(Collected data entries)
──────
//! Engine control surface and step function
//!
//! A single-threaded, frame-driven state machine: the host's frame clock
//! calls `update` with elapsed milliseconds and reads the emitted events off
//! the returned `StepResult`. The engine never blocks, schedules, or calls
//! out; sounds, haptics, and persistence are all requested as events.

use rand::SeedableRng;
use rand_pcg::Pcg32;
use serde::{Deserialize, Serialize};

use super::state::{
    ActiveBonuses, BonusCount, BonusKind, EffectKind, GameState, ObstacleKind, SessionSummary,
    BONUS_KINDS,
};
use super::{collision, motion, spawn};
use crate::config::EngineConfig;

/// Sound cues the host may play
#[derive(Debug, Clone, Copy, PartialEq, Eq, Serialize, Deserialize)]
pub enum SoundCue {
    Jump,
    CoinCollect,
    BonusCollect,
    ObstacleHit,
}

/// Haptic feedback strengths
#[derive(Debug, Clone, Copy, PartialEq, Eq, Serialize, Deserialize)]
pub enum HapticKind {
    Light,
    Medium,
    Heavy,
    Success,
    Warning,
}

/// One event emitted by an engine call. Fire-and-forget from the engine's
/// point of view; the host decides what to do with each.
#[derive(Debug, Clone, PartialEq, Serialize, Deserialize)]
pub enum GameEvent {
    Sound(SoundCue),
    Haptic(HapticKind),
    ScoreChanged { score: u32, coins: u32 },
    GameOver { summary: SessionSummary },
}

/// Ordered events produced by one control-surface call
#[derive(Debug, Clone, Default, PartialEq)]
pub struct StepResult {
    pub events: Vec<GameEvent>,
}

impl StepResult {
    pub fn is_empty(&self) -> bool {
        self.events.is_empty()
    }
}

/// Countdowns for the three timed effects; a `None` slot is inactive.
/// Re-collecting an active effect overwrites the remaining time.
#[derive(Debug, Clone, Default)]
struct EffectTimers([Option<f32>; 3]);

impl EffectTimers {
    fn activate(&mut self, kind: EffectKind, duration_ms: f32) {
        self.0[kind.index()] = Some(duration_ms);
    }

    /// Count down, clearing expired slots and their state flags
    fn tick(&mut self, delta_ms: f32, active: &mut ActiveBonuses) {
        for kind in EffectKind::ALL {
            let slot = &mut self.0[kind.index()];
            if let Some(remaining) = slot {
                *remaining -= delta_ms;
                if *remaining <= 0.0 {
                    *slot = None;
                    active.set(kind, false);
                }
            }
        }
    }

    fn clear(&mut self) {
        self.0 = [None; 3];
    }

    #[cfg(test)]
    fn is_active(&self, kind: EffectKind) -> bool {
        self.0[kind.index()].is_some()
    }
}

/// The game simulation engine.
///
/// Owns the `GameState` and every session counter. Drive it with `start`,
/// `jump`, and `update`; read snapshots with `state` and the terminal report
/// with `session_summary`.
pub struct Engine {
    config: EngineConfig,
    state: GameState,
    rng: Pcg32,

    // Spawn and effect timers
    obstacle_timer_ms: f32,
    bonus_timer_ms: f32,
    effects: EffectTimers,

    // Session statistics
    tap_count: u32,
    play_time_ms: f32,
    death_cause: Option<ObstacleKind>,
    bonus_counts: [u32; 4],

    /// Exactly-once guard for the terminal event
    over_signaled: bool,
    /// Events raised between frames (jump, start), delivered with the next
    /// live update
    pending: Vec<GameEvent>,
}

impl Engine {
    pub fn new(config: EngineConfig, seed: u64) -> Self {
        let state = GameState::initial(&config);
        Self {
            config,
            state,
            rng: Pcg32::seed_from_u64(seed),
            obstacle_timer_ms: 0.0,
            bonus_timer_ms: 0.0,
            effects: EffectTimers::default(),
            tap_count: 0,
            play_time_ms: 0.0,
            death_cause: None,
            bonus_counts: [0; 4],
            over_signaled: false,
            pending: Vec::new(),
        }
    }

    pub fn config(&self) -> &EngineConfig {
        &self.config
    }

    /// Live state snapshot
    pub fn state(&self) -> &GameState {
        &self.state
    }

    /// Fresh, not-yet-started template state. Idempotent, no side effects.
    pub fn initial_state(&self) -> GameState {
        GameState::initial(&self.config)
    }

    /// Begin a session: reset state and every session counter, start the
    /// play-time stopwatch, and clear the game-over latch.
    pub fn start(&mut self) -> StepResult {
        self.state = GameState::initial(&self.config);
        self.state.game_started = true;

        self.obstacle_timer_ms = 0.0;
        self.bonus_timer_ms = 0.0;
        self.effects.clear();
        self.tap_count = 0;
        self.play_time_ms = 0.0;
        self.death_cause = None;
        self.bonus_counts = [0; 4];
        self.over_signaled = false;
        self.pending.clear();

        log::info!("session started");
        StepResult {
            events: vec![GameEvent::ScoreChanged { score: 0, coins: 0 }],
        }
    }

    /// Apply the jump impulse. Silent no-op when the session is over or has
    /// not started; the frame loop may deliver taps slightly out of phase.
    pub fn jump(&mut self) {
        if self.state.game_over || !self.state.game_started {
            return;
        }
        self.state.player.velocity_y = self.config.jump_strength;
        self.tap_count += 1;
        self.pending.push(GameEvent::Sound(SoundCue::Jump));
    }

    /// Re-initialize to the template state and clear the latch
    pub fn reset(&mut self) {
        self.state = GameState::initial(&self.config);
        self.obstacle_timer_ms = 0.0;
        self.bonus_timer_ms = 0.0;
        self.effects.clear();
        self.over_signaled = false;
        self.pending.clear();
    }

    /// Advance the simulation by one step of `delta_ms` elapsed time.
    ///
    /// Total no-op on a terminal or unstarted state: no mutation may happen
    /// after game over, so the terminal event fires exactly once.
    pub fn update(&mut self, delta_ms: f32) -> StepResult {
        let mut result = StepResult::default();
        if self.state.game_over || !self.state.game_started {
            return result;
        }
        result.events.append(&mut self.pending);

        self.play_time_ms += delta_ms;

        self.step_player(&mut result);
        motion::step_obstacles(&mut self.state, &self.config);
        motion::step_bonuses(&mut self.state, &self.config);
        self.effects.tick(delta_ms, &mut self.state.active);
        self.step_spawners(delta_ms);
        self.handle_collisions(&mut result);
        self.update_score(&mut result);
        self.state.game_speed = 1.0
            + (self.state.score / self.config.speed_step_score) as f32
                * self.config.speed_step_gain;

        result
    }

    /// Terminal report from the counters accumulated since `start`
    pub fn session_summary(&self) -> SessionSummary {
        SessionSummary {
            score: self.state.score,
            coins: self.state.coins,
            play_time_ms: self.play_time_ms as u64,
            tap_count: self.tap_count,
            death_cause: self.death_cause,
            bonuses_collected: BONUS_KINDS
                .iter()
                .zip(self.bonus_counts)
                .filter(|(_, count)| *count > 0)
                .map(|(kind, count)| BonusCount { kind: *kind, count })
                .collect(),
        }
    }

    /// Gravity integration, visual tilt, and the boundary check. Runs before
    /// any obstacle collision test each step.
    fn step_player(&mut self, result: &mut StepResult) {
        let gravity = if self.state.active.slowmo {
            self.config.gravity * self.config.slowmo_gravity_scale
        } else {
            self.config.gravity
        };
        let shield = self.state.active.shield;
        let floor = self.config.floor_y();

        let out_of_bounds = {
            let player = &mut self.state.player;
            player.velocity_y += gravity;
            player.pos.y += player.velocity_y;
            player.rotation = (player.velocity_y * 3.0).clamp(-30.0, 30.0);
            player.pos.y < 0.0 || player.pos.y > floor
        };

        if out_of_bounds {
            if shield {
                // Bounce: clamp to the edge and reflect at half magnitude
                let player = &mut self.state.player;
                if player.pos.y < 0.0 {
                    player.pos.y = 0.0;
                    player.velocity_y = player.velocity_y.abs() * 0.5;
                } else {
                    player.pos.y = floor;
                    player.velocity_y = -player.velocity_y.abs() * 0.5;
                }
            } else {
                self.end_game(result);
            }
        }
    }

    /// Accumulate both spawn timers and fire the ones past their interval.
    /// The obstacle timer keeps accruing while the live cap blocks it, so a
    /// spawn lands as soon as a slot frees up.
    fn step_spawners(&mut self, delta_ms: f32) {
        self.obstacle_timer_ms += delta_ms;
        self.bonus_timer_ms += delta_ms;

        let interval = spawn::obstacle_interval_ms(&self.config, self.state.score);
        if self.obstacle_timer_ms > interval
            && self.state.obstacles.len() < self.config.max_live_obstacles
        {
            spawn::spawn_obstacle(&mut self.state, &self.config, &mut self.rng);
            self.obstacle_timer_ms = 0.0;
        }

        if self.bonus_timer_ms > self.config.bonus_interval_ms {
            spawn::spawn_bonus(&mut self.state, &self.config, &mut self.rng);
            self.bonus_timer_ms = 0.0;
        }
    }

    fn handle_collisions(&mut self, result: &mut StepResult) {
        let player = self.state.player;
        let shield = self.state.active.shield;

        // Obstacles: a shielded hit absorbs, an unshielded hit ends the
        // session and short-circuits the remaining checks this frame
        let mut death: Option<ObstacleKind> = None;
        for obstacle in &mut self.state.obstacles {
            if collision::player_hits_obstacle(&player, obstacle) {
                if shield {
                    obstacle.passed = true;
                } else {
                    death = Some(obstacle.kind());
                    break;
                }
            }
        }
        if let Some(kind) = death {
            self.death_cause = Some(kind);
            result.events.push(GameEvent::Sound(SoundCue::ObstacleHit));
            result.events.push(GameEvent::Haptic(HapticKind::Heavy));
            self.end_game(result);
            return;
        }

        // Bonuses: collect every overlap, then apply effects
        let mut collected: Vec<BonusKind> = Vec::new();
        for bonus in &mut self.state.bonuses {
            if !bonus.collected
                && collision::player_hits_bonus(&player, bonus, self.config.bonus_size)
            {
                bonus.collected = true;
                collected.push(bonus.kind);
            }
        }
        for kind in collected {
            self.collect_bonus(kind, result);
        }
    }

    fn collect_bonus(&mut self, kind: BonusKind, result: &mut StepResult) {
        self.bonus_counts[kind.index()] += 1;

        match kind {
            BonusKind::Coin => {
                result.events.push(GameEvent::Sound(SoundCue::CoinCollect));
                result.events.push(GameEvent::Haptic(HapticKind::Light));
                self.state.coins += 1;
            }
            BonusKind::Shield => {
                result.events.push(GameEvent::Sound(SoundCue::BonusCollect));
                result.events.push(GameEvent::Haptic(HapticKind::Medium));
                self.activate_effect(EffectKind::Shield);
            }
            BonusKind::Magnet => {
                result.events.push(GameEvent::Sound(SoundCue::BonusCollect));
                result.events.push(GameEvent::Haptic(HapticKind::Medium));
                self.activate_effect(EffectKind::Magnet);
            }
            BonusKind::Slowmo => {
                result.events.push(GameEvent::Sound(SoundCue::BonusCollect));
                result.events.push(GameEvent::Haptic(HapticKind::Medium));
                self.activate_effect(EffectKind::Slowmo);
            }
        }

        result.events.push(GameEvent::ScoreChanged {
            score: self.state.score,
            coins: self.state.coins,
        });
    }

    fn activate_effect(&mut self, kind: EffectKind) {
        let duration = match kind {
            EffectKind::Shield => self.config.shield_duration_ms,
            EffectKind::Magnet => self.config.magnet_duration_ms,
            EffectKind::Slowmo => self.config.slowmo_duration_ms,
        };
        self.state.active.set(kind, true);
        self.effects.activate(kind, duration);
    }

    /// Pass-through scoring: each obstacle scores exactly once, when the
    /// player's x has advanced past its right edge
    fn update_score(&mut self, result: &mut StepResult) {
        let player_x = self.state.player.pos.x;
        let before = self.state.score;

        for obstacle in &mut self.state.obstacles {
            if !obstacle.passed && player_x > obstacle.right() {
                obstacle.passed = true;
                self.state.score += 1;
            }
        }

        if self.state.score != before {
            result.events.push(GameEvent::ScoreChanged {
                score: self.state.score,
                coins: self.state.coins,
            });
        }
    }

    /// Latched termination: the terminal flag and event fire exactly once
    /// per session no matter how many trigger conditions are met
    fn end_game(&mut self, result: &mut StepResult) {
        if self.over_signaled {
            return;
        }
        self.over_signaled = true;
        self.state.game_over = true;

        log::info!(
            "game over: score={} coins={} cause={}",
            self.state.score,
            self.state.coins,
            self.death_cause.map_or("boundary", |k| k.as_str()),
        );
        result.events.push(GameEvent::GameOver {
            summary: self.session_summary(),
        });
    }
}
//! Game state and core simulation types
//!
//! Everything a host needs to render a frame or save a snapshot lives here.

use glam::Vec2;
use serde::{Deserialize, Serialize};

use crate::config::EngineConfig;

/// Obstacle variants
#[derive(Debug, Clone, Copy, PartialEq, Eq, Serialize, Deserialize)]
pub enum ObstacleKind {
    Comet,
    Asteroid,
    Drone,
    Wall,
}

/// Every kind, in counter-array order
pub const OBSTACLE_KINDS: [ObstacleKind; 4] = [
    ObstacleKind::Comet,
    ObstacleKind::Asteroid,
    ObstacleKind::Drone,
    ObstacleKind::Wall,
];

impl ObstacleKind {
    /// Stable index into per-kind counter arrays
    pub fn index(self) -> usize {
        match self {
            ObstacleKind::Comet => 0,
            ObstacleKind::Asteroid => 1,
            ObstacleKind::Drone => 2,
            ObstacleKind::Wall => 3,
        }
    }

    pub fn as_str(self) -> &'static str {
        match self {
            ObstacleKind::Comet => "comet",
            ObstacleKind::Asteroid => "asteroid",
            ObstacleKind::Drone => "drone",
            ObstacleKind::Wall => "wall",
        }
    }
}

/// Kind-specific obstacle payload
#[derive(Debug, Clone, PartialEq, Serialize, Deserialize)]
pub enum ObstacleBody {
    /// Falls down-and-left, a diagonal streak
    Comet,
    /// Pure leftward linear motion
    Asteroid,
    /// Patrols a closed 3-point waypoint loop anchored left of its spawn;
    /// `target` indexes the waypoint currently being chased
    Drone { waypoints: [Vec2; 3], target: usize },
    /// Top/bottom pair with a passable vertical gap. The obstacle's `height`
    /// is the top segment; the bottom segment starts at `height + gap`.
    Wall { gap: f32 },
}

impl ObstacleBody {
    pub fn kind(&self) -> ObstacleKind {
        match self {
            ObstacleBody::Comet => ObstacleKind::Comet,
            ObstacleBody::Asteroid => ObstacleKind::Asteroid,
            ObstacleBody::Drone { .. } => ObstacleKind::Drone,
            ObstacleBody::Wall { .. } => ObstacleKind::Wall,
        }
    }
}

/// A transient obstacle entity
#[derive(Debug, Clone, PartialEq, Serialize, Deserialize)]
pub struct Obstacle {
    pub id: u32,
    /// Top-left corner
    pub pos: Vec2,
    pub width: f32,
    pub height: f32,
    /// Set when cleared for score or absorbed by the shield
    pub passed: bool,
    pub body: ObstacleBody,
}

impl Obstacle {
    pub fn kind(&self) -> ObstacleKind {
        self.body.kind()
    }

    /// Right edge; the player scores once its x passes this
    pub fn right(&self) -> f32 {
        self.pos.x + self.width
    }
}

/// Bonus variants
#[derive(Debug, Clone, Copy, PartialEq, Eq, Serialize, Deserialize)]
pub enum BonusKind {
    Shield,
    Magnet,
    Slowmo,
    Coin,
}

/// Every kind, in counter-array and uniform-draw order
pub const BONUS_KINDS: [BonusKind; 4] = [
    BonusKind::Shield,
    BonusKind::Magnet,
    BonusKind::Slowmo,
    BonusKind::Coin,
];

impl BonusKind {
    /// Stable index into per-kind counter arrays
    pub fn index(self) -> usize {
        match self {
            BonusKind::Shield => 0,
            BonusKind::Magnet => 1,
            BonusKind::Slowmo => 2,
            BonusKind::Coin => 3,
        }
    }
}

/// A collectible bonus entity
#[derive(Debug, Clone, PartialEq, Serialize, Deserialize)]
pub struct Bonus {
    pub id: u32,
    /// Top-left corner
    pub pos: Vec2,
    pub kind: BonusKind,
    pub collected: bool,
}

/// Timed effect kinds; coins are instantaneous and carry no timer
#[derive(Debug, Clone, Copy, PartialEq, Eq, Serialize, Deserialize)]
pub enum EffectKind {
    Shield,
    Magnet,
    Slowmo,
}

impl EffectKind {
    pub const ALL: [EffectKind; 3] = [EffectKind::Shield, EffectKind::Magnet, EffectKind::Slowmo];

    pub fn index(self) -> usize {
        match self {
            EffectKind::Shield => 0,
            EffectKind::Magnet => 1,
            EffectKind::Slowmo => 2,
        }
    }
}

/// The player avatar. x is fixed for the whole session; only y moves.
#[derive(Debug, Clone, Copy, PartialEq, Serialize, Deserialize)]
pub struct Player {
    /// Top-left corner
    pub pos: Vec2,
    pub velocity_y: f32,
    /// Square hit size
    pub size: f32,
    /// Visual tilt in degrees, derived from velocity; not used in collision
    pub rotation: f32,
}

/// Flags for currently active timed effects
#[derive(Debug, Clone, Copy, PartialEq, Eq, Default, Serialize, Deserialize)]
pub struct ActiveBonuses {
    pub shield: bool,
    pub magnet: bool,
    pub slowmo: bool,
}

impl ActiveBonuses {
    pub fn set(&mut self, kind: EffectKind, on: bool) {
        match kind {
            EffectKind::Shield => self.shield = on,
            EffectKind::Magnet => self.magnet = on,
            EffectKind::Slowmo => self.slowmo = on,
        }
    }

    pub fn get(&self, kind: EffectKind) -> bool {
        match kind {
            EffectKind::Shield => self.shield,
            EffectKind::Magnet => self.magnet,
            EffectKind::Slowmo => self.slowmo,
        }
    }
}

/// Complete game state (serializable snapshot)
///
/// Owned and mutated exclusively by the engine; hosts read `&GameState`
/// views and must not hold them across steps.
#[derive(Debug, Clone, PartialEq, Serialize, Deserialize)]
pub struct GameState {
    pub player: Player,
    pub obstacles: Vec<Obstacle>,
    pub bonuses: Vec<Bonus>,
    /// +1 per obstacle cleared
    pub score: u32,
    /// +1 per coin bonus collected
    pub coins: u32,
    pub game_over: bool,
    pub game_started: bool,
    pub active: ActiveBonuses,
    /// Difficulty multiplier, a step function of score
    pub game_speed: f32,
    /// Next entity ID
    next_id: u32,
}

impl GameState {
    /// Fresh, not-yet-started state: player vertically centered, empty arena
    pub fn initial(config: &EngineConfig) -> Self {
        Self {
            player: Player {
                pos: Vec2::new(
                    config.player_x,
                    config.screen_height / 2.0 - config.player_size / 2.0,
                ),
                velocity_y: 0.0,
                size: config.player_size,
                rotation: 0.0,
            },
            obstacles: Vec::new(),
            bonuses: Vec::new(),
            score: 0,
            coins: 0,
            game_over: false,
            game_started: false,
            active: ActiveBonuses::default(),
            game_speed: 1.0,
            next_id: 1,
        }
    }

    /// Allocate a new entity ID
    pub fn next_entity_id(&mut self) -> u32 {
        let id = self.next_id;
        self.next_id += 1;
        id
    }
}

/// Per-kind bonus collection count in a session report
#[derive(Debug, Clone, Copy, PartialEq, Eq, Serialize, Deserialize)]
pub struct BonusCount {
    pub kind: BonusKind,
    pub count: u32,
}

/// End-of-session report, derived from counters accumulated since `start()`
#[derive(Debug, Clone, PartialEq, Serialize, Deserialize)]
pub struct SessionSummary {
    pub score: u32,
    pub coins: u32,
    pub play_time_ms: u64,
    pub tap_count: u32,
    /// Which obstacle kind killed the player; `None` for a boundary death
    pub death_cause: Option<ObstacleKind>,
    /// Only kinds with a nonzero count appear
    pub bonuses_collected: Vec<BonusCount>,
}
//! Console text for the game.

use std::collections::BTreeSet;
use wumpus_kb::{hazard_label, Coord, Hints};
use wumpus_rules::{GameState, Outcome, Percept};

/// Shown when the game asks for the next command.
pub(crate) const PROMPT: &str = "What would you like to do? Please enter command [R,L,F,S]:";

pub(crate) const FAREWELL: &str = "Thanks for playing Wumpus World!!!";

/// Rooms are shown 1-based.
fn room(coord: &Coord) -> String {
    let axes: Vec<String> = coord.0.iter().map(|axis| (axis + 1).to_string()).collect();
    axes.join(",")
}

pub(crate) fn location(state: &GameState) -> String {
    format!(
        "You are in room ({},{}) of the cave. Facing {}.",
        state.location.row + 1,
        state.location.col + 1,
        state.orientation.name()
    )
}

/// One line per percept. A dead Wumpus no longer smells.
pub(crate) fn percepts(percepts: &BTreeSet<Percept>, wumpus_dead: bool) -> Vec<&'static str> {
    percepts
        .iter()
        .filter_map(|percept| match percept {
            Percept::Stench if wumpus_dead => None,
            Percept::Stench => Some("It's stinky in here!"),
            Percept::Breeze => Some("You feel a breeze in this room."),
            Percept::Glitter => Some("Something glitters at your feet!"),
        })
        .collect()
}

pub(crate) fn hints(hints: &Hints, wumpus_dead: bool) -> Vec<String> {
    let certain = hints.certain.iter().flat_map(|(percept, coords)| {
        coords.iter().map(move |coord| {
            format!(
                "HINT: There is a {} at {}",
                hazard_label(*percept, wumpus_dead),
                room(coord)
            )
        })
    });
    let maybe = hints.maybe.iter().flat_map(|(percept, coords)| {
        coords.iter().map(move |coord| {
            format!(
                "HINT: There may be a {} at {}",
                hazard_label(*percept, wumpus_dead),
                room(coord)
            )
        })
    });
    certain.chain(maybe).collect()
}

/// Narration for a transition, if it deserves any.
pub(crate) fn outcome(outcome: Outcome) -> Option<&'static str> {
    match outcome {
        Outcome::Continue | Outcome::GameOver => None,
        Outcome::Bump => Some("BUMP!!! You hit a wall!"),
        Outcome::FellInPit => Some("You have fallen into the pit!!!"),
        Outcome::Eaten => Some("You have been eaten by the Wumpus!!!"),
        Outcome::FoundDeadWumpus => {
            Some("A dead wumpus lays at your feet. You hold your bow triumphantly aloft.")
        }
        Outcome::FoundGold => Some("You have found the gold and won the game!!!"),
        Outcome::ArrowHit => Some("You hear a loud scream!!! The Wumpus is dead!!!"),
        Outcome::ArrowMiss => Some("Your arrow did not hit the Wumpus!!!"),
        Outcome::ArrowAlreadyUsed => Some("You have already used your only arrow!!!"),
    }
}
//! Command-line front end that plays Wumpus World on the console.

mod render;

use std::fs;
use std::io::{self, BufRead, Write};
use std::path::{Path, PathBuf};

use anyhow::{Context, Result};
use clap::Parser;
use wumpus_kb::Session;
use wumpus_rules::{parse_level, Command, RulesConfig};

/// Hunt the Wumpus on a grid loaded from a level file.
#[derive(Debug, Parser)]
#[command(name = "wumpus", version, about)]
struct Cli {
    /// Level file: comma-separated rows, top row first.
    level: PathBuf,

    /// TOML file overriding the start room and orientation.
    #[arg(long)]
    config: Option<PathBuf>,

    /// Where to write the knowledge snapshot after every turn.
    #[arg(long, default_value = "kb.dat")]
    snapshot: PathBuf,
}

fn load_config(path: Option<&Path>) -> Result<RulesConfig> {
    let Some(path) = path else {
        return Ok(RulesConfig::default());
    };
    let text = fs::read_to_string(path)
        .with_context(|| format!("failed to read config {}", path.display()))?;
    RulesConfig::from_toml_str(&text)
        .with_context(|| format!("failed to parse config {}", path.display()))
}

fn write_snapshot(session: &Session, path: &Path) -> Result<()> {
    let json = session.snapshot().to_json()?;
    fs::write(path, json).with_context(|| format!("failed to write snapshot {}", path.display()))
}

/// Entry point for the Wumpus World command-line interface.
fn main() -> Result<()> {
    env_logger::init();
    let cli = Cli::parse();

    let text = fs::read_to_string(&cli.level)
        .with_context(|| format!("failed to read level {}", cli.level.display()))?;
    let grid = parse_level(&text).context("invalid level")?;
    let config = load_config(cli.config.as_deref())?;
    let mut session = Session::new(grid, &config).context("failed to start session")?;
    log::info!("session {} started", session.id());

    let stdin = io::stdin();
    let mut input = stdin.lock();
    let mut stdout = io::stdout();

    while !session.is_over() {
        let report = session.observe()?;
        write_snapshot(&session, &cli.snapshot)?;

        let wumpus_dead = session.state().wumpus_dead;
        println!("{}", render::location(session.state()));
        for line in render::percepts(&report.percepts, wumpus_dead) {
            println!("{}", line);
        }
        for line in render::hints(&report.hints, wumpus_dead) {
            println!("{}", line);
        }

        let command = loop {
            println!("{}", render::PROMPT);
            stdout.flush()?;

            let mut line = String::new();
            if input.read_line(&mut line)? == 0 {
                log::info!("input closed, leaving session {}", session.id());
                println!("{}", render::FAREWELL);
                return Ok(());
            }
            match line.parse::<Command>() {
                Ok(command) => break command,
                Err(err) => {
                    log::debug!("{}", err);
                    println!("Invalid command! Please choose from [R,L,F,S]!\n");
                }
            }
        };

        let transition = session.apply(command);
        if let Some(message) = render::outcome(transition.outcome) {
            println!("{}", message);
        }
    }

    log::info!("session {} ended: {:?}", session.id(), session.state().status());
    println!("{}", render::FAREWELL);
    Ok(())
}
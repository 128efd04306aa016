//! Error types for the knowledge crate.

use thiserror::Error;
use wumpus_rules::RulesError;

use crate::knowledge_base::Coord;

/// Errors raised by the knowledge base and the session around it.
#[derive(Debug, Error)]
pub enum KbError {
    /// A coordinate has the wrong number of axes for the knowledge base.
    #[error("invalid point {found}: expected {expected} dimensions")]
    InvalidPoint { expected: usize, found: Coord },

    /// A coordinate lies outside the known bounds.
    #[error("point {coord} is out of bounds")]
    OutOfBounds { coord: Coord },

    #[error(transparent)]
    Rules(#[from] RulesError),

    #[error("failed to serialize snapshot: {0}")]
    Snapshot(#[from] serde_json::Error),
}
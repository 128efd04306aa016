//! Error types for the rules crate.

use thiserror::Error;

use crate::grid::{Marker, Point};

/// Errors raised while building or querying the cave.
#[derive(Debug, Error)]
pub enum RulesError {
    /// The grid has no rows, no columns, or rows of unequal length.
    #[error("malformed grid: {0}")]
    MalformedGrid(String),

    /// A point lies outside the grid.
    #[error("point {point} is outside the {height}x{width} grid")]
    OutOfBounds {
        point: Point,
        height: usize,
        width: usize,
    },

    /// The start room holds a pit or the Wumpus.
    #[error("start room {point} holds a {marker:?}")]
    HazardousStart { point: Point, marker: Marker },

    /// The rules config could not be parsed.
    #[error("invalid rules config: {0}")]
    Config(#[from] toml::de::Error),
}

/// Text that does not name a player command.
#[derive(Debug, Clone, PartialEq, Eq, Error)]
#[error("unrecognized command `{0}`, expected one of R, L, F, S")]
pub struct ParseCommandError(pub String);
──────
## WHAT YOU WILL DO:
Quote every line of the records above, from the first down to the one holding "schedules, or calls", exactly as written.

## YOUR RESPONSE:
//! Engine control surface and step function
//!
//! A single-threaded, frame-driven state machine: the host's frame clock
//! calls `update` with elapsed milliseconds and reads the emitted events off
//! the returned `StepResult`. The engine never blocks, schedules, or calls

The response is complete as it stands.